> [ABOUT THIS EXERCISE]
Restate the records so that not a single word differs.

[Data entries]
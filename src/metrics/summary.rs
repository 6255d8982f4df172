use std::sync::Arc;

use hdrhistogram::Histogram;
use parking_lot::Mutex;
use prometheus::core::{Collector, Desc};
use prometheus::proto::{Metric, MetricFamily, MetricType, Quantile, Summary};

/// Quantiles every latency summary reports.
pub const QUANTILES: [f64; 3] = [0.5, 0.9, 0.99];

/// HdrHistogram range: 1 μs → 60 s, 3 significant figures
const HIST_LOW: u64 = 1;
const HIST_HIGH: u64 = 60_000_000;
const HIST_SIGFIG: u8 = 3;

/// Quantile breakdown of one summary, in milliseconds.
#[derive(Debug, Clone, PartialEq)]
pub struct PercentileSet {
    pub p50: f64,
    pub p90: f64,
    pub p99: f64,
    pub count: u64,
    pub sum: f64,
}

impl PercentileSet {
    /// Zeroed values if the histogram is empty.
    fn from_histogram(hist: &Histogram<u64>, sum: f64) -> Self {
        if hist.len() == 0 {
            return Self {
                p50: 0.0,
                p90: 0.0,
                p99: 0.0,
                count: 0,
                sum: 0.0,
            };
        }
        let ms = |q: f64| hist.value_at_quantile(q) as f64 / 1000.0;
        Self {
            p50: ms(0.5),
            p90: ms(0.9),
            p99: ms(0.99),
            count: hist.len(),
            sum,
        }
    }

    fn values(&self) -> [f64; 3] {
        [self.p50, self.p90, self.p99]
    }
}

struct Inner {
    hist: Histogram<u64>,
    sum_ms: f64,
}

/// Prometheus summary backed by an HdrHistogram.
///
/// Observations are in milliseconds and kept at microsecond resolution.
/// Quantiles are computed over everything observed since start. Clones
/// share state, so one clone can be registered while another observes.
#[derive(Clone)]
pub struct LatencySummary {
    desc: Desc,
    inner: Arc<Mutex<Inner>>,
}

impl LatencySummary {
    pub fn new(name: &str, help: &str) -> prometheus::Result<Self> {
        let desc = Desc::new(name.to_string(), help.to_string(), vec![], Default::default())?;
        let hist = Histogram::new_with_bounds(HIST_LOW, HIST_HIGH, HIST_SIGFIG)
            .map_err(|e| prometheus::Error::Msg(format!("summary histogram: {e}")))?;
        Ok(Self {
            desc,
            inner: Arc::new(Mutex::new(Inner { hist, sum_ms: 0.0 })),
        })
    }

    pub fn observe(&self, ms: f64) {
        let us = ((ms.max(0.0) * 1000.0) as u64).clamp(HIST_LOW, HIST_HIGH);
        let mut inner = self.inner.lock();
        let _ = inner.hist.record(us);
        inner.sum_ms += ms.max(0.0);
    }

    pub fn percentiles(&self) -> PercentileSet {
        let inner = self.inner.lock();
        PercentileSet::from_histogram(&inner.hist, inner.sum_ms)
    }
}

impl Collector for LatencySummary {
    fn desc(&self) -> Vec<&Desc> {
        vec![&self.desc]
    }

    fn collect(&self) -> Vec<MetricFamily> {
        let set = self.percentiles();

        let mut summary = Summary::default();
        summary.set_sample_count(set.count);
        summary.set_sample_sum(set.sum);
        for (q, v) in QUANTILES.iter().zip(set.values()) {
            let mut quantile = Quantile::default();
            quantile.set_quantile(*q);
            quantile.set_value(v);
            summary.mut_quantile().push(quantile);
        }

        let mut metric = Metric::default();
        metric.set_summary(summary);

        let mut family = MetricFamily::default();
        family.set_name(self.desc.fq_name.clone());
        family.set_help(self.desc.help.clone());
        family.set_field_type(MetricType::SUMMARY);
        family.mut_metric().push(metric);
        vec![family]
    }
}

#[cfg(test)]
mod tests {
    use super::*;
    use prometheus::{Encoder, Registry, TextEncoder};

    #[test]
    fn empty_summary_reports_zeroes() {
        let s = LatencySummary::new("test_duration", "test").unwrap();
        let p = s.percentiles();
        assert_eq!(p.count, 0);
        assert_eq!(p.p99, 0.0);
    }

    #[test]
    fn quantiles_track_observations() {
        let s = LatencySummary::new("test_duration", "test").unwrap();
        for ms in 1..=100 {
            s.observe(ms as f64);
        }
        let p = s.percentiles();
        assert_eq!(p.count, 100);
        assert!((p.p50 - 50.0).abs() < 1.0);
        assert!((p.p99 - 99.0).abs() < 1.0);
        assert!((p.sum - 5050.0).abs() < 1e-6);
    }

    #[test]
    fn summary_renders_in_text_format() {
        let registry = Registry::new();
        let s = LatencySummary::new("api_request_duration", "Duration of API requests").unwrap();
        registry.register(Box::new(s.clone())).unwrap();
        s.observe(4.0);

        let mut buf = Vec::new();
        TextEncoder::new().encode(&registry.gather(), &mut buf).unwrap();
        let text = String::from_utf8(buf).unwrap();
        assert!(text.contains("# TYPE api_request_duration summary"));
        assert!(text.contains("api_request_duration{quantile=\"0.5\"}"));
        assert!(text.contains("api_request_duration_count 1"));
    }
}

> [ANSWER]
filename src/metrics/summary.rs
repository 6255d8982f4df172
use std::sync::Arc;

use hdrhistogram::Histogram;
use parking_lot::Mutex;
use prometheus::core::{Collector, Desc};
use prometheus::proto::{Metric, MetricFamily, MetricType, Quantile, Summary};

/// Quantiles every latency summary reports.
pub const QUANTILES: [f64; 3] = [0.5, 0.9, 0.99];

/// HdrHistogram range: 1 μs → 60 s, 3 significant figures
const HIST_LOW: u64 = 1;
const HIST_HIGH: u64 = 60_000_000;
const HIST_SIGFIG: u8 = 3;

/// Quantile breakdown of one summary, in milliseconds.
#[derive(Debug, Clone, PartialEq)]
pub struct PercentileSet {
    pub p50: f64,
    pub p90: f64,
    pub p99: f64,
    pub count: u64,
    pub sum: f64,
}

impl PercentileSet {
    /// Zeroed values if the histogram is empty.
    fn from_histogram(hist: &Histogram<u64>, sum: f64) -> Self {
        if hist.len() == 0 {
            return Self {
                p50: 0.0,
                p90: 0.0,
                p99: 0.0,
                count: 0,
                sum: 0.0,
            };
        }
        let ms = |q: f64| hist.value_at_quantile(q) as f64 / 1000.0;
        Self {
            p50: ms(0.5),
            p90: ms(0.9),
            p99: ms(0.99),
            count: hist.len(),
            sum,
        }
    }

    fn values(&self) -> [f64; 3] {
        [self.p50, self.p90, self.p99]
    }
}

struct Inner {
    hist: Histogram<u64>,
    sum_ms: f64,
}

/// Prometheus summary backed by an HdrHistogram.
///
/// Observations are in milliseconds and kept at microsecond resolution.
/// Quantiles are computed over everything observed since start. Clones
/// share state, so one clone can be registered while another observes.
#[derive(Clone)]
pub struct LatencySummary {
    desc: Desc,
    inner: Arc<Mutex<Inner>>,
}

impl LatencySummary {
    pub fn new(name: &str, help: &str) -> prometheus::Result<Self> {
        let desc = Desc::new(name.to_string(), help.to_string(), vec![], Default::default())?;
        let hist = Histogram::new_with_bounds(HIST_LOW, HIST_HIGH, HIST_SIGFIG)
            .map_err(|e| prometheus::Error::Msg(format!("summary histogram: {e}")))?;
        Ok(Self {
            desc,
            inner: Arc::new(Mutex::new(Inner { hist, sum_ms: 0.0 })),
        })
    }

    pub fn observe(&self, ms: f64) {
        let us = ((ms.max(0.0) * 1000.0) as u64).clamp(HIST_LOW, HIST_HIGH);
        let mut inner = self.inner.lock();
        let _ = inner.hist.record(us);
        inner.sum_ms += ms.max(0.0);
    }

    pub fn percentiles(&self) -> PercentileSet {
        let inner = self.inner.lock();
        PercentileSet::from_histogram(&inner.hist, inner.sum_ms)
    }
}

impl Collector for LatencySummary {
    fn desc(&self) -> Vec<&Desc> {
        vec![&self.desc]
    }

    fn collect(&self) -> Vec<MetricFamily> {
        let set = self.percentiles();

        let mut summary = Summary::default();
        summary.set_sample_count(set.count);
        summary.set_sample_sum(set.sum);
        for (q, v) in QUANTILES.iter().zip(set.values()) {
            let mut quantile = Quantile::default();
            quantile.set_quantile(*q);
            quantile.set_value(v);
            summary.mut_quantile().push(quantile);
        }

        let mut metric = Metric::default();
        metric.set_summary(summary);

        let mut family = MetricFamily::default();
        family.set_name(self.desc.fq_name.clone());
        family.set_help(self.desc.help.clone());
        family.set_field_type(MetricType::SUMMARY);
        family.mut_metric().push(metric);
        vec![family]
    }
}

#[cfg(test)]
mod tests {
    use super::*;
    use prometheus::{Encoder, Registry, TextEncoder};

    #[test]
    fn empty_summary_reports_zeroes() {
        let s = LatencySummary::new("test_duration", "test").unwrap();
        let p = s.percentiles();
        assert_eq!(p.count, 0);
        assert_eq!(p.p99, 0.0);
    }

    #[test]
    fn quantiles_track_observations() {
        let s = LatencySummary::new("test_duration", "test").unwrap();
        for ms in 1..=100 {
            s.observe(ms as f64);
        }
        let p = s.percentiles();
        assert_eq!(p.count, 100);
        assert!((p.p50 - 50.0).abs() < 1.0);
        assert!((p.p99 - 99.0).abs() < 1.0);
        assert!((p.sum - 5050.0).abs() < 1e-6);
    }

    #[test]
    fn summary_renders_in_text_format() {
        let registry = Registry::new();
        let s = LatencySummary::new("api_request_duration", "Duration of API requests").unwrap();
        registry.register(Box::new(s.clone())).unwrap();
        s.observe(4.0);

        let mut buf = Vec::new();
        TextEncoder::new().encode(&registry.gather(), &mut buf).unwrap();
        let text = String::from_utf8(buf).unwrap();
        assert!(text.contains("# TYPE api_request_duration summary"));
        assert!(text.contains("api_request_duration{quantile=\"0.5\"}"));
        assert!(text.contains("api_request_duration_count 1"));
    }
}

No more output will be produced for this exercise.